Effect of Shape and Density on Electrical Conductivity of Non-Stochastic Lattice Structures

Abstract

Non-stochastic lattice structures are 3-dimensional arrays of unit cells having carefully engineered geometric properties. Until recently, these structures were not practical to manufacture. The emergence of Solid Freeform Fabrication (SFF) processes in recent years has changed that fact. It is now possible to tailor structural, thermal, or electrical properties by varying the shape and density the unit cell geometry. In this research, electrical conductivity of five different lattice cell geometries has been calculated. The geometries examined include regular hexahedrons, octahedrons, truncated octahedrons, rhombic dodecahedrons, and hexagonal lattices. The relationship between ligament length, ligament radius, relative density and electrical conductivity has been analytically derived and compared for the different cell geometries. The analysis indicates that electrical conductivity is dependent on the shape of the cell; it increases with increase in density and is linearly dependent on density at low density.
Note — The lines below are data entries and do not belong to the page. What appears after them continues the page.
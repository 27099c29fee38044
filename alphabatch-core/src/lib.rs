//! Core library for alphabatch.
//!
//! Drives batches of alpha simulations against a rate-limited remote
//! service: identifiers are substituted into an expression template, each
//! job is submitted and polled under a bounded concurrency budget, and
//! results that pass the check gate are persisted to a CSV result table.
//! Persisted alphas can later be taken through the submit-to-production
//! workflow.
#![allow(missing_docs)]

pub mod catalog;
pub mod error;
pub mod expression;
pub mod orchestration;
pub mod progress;
pub mod store;
pub mod templates;
pub mod transport;
pub mod validation;

pub use error::{BatchError, Result};
pub use orchestration::{
    JobReport, OrchestratorConfig, RunObserver, RunPlan, RunSummary,
    SimulationOrchestrator, SubmissionConfig, SubmissionOutcome,
    SubmissionPoller, SubmissionReport, SubmissionWorkflow, TracingObserver,
};
pub use store::{ResultStore, ResultTable};
pub use transport::{
    BrainClient, BrainClientConfig, Credentials, SimulationTransport,
    SubmissionTransport, SubmitOutcome, TransportError,
};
Resistivity measurement of Ti-6Al-4V rhombic dodecahedrons and hexagonal lattices made via the Electron Beam Melting (EBM) process over a range of relative densities from 4% to 16% validates the effective unit cell approach for predicting electrical conductivity and the dependence of electrical conductivity on foam density. In the second part a novel concept of varying density of metal foam to obtain specific advantage in properties has been discussed. The problem of uneven distribution of resistance faced by a specific application utilizing electrical resistivity of metal foam has been analyzed, and an approach based on varying foam density is suggested.